HOW TO COMPLETE THIS TASK:
What appears from the first line of the records below through the line containing "file rewritten. Verification" must be reproduced verbatim.

RECORDS FOR PROCESSING:
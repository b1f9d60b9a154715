//! Evidence hashing and verification.
//!
//! The hash discipline is write-then-stamp: the hashless record is persisted
//! first, the digest is computed over those persisted bytes, and only then is
//! the hash stamped into the record and the file rewritten. Verification
//! reverses the stamp: it strips the stored hash, re-serializes and compares.
//! Because the `evidence_hash` field is omitted entirely while unset, the
//! canonical bytes never contain the hash they produce.

use anyhow::{bail, Context, Result};
use log::{info, warn};
use serde::Serialize;

use crate::models::EvidenceRecord;
use crate::session::SessionContext;
use crate::utils::{atomic_write, sha256_bytes, sha256_file};

/// Outcome of verifying one evidence record, with enough detail for a
/// custody event.
#[derive(Debug, Clone, Serialize)]
pub struct VerificationReport {
    pub session_id: String,
    pub verified: bool,
    pub stored_hash: Option<String>,
    pub computed_hash: String,
    #[serde(skip_serializing_if = "Option::is_none")]
    pub reason: Option<String>,
}

pub struct IntegrityManager;

impl IntegrityManager {
    /// Canonical serialized form of a record: pretty JSON with no hash field.
    ///
    /// Callers pass an unsealed record; a sealed one is rejected rather than
    /// silently stripped, because stripping would hide a caller bug.
    pub fn canonical_bytes(record: &EvidenceRecord) -> Result<Vec<u8>> {
        if record.is_sealed() {
            bail!(
                "record {} is already sealed; canonical form is only defined pre-seal",
                record.session_id
            );
        }
        serde_json::to_vec_pretty(record).context("Failed to serialize evidence record")
    }

    /// Persist the record and seal it with the digest of its persisted bytes.
    ///
    /// Two writes on purpose: the first puts the exact canonical bytes on
    /// disk, the digest is computed from that file, and the second write adds
    /// the stamp. Returns the hash.
    pub fn persist(record: &mut EvidenceRecord, session: &SessionContext) -> Result<String> {
        let path = session.evidence_file();

        let canonical = Self::canonical_bytes(record)?;
        atomic_write(&path, &canonical)?;

        let hash = sha256_file(&path).context("Failed to hash persisted evidence")?;
        record.seal(hash.clone());

        let sealed =
            serde_json::to_vec_pretty(record).context("Failed to serialize sealed record")?;
        atomic_write(&path, &sealed)?;

        info!(
            "Evidence for session {} sealed with hash {}",
            record.session_id, hash
        );
        Ok(hash)
    }

    /// Verify the persisted evidence record against its own stored hash.
    pub fn verify(session: &SessionContext) -> Result<VerificationReport> {
        let record = Self::load(session)?;
        let computed = Self::recompute_hash(&record)?;

        let report = match &record.evidence_hash {
            None => VerificationReport {
                session_id: record.session_id.clone(),
                verified: false,
                stored_hash: None,
                computed_hash: computed,
                reason: Some("evidence record was never sealed".to_string()),
            },
            Some(stored) => {
                let verified = *stored == computed;
                VerificationReport {
                    session_id: record.session_id.clone(),
                    verified,
                    stored_hash: Some(stored.clone()),
                    computed_hash: computed,
                    reason: (!verified)
                        .then(|| "computed hash differs from the stored hash".to_string()),
                }
            }
        };

        if !report.verified {
            warn!(
                "Evidence verification failed for session {}: {}",
                report.session_id,
                report.reason.as_deref().unwrap_or("hash mismatch")
            );
        }
        Ok(report)
    }

    /// Verify the persisted evidence record against an externally supplied
    /// hash, for example one read from a custody receipt.
    pub fn verify_against(session: &SessionContext, expected: &str) -> Result<VerificationReport> {
        let record = Self::load(session)?;
        let computed = Self::recompute_hash(&record)?;
        let verified = computed == expected;

        Ok(VerificationReport {
            session_id: record.session_id,
            verified,
            stored_hash: Some(expected.to_string()),
            computed_hash: computed,
            reason: (!verified)
                .then(|| "computed hash differs from the supplied hash".to_string()),
        })
    }

    fn load(session: &SessionContext) -> Result<EvidenceRecord> {
        let path = session.evidence_file();
        let content = std::fs::read_to_string(&path)
            .context(format!("Failed to read evidence file {}", path.display()))?;
        serde_json::from_str(&content).context("Failed to parse evidence record")
    }

    /// Recompute the canonical hash of a loaded record by stripping the
    /// stamp and re-serializing. Typed round-tripping means cosmetic
    /// differences (key order, whitespace) cannot leak into the digest.
    fn recompute_hash(record: &EvidenceRecord) -> Result<String> {
        let mut hashless = record.clone();
        hashless.invalidate_hash();
        let canonical = Self::canonical_bytes(&hashless)?;
        Ok(sha256_bytes(&canonical))
    }
}

#[cfg(test)]
mod tests {
    use super::*;
    use crate::models::{CollectionResult, Domain, HostDescriptor};
    use serde_json::json;
    use tempfile::TempDir;

    fn session() -> (TempDir, SessionContext) {
        let dir = TempDir::new().unwrap();
        let session = SessionContext::create(dir.path()).unwrap();
        (dir, session)
    }

    fn record(session: &SessionContext) -> EvidenceRecord {
        let mut record = EvidenceRecord::new(
            session.session_id(),
            "INV001",
            HostDescriptor::capture(),
            false,
        );
        let mut result = CollectionResult::new(Domain::Disk);
        result.findings.insert("marker", json!("payload"));
        record.merge(result).unwrap();
        record
    }

    #[test]
    fn test_persist_seals_and_verifies() {
        let (_dir, session) = session();
        let mut record = record(&session);

        let hash = IntegrityManager::persist(&mut record, &session).unwrap();
        assert_eq!(hash.len(), 64);
        assert!(record.is_sealed());

        let report = IntegrityManager::verify(&session).unwrap();
        assert!(report.verified);
        assert_eq!(report.stored_hash, Some(hash.clone()));
        assert_eq!(report.computed_hash, hash);
        assert!(report.reason.is_none());
    }

    #[test]
    fn test_verify_is_idempotent() {
        let (_dir, session) = session();
        let mut record = record(&session);
        IntegrityManager::persist(&mut record, &session).unwrap();

        let first = IntegrityManager::verify(&session).unwrap();
        let second = IntegrityManager::verify(&session).unwrap();
        assert!(first.verified && second.verified);
        assert_eq!(first.computed_hash, second.computed_hash);
    }

    #[test]
    fn test_tampering_is_detected() {
        let (_dir, session) = session();
        let mut record = record(&session);
        IntegrityManager::persist(&mut record, &session).unwrap();

        // Mutate a finding in the persisted file, keeping the stored hash.
        let path = session.evidence_file();
        let content = std::fs::read_to_string(&path).unwrap();
        let tampered = content.replace("\"payload\"", "\"doctored\"");
        assert_ne!(content, tampered);
        std::fs::write(&path, tampered).unwrap();

        let report = IntegrityManager::verify(&session).unwrap();
        assert!(!report.verified);
        assert_ne!(report.stored_hash.unwrap(), report.computed_hash);
    }

    #[test]
    fn test_persist_refuses_sealed_record() {
        let (_dir, session) = session();
        let mut record = record(&session);
        IntegrityManager::persist(&mut record, &session).unwrap();

        assert!(IntegrityManager::persist(&mut record, &session).is_err());

        // Invalidation opens a new revision that can be sealed again.
        record.invalidate_hash();
        assert!(IntegrityManager::persist(&mut record, &session).is_ok());
    }

    #[test]
    fn test_unsealed_file_reports_reason() {
        let (_dir, session) = session();
        let record = record(&session);
        let canonical = IntegrityManager::canonical_bytes(&record).unwrap();
        atomic_write(&session.evidence_file(), &canonical).unwrap();

        let report = IntegrityManager::verify(&session).unwrap();
        assert!(!report.verified);
        assert!(report.stored_hash.is_none());
        assert!(report.reason.unwrap().contains("never sealed"));
    }

    #[test]
    fn test_verify_against_external_hash() {
        let (_dir, session) = session();
        let mut record = record(&session);
        let hash = IntegrityManager::persist(&mut record, &session).unwrap();

        assert!(IntegrityManager::verify_against(&session, &hash)
            .unwrap()
            .verified);
        assert!(!IntegrityManager::verify_against(&session, "0".repeat(64).as_str())
            .unwrap()
            .verified);
    }

    #[test]
    fn test_identical_content_hashes_identically() {
        let (_dir_a, session_a) = session();
        let (_dir_b, session_b) = session();

        let build = |session: &SessionContext| {
            let mut record = EvidenceRecord::new("fixed-id", "INV001", fixed_host(), false);
            record.created_at = "2024-01-01T00:00:00+00:00".to_string();
            let mut result = CollectionResult::new(Domain::Memory);
            result.started_at = "2024-01-01T00:00:01+00:00".to_string();
            result.findings.insert("stable", json!({"k": 1}));
            record.merge(result).unwrap();
            IntegrityManager::persist(&mut record, session).unwrap()
        };

        assert_eq!(build(&session_a), build(&session_b));
    }

    fn fixed_host() -> HostDescriptor {
        HostDescriptor {
            hostname: Some("host".to_string()),
            os_name: Some("os".to_string()),
            os_version: Some("1".to_string()),
            kernel_version: Some("k".to_string()),
            architecture: "x86_64".to_string(),
        }
    }
}
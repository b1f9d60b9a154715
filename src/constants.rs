//! Global constants for the evidence-custodian application.
//!
//! This module centralizes hardcoded values so that timeout, layout and
//! truncation policies live in one place.

// Command execution constants
/// Default timeout for external command invocations (seconds)
pub const DEFAULT_COMMAND_TIMEOUT_SECS: u64 = 30;

/// Upper bound for the configurable command timeout (seconds)
pub const MAX_COMMAND_TIMEOUT_SECS: u64 = 60;

/// Maximum characters of command output kept in a finding
pub const MAX_COMMAND_OUTPUT_CHARS: usize = 10_000;

/// Maximum lines of command output kept in a finding
pub const MAX_OUTPUT_LINES: usize = 200;

// Session layout constants
/// Prefix for per-session directories under the evidence base directory
pub const SESSION_DIR_PREFIX: &str = "session_";

/// File name of the merged, hashed evidence record
pub const EVIDENCE_FILE_NAME: &str = "master_evidence.json";

/// File name of the local append-only custody log
pub const CUSTODY_LOG_NAME: &str = "custody_log.json";

/// Subdirectory reserved for report-generation collaborators
pub const REPORTS_DIR_NAME: &str = "reports";

/// Prefix for evidence identifiers derived from a session id
pub const EVIDENCE_ID_PREFIX: &str = "EVD_";

// Custody reconciliation constants
/// Window for matching local custody events to remote anchor events (seconds)
pub const RECONCILE_WINDOW_SECS: i64 = 120;

// Collector scan limits
/// How far back the recent-file sweep looks (days)
pub const RECENT_FILE_DAYS: u64 = 7;

/// Cap on entries returned by filesystem sweeps
pub const MAX_SWEEP_RESULTS: usize = 100;

/// Cap on process entries recorded in the memory collector
pub const MAX_PROCESS_ENTRIES: usize = 500;

/// Status value recorded when an advanced capability is not configured
pub const NOT_AVAILABLE_STATUS: &str = "not_available";

/// File extensions treated as suspicious by the disk sweep
pub const SUSPICIOUS_EXTENSIONS: &[&str] = &[
    "exe", "bat", "cmd", "vbs", "ps1", "scr", "pif", "jar", "encrypted",
];

/// Directories scanned for suspicious and recently modified files
#[cfg(unix)]
pub const SWEEP_PATHS: &[&str] = &["/tmp", "/var/tmp", "/dev/shm"];

#[cfg(windows)]
pub const SWEEP_PATHS: &[&str] = &["C:\\Windows\\Temp", "C:\\Temp"];

/// Destination ports commonly associated with remote-access tooling
pub const SUSPICIOUS_PORTS: &[u16] = &[1337, 4444, 5554, 6666, 6667, 9001, 31337];

// Default configuration values
/// Default base directory for evidence output
pub const DEFAULT_EVIDENCE_DIR: &str = "evidence_output";

/// Default investigator identity used when none is configured
pub const DEFAULT_INVESTIGATOR_ID: &str = "INV001";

RESPONSE:
repository b1f9d60b9a154715
//! Evidence hashing and verification.
//!
//! The hash discipline is write-then-stamp: the hashless record is persisted
//! first, the digest is computed over those persisted bytes, and only then is
//! the hash stamped into the record and the file rewritten. Verification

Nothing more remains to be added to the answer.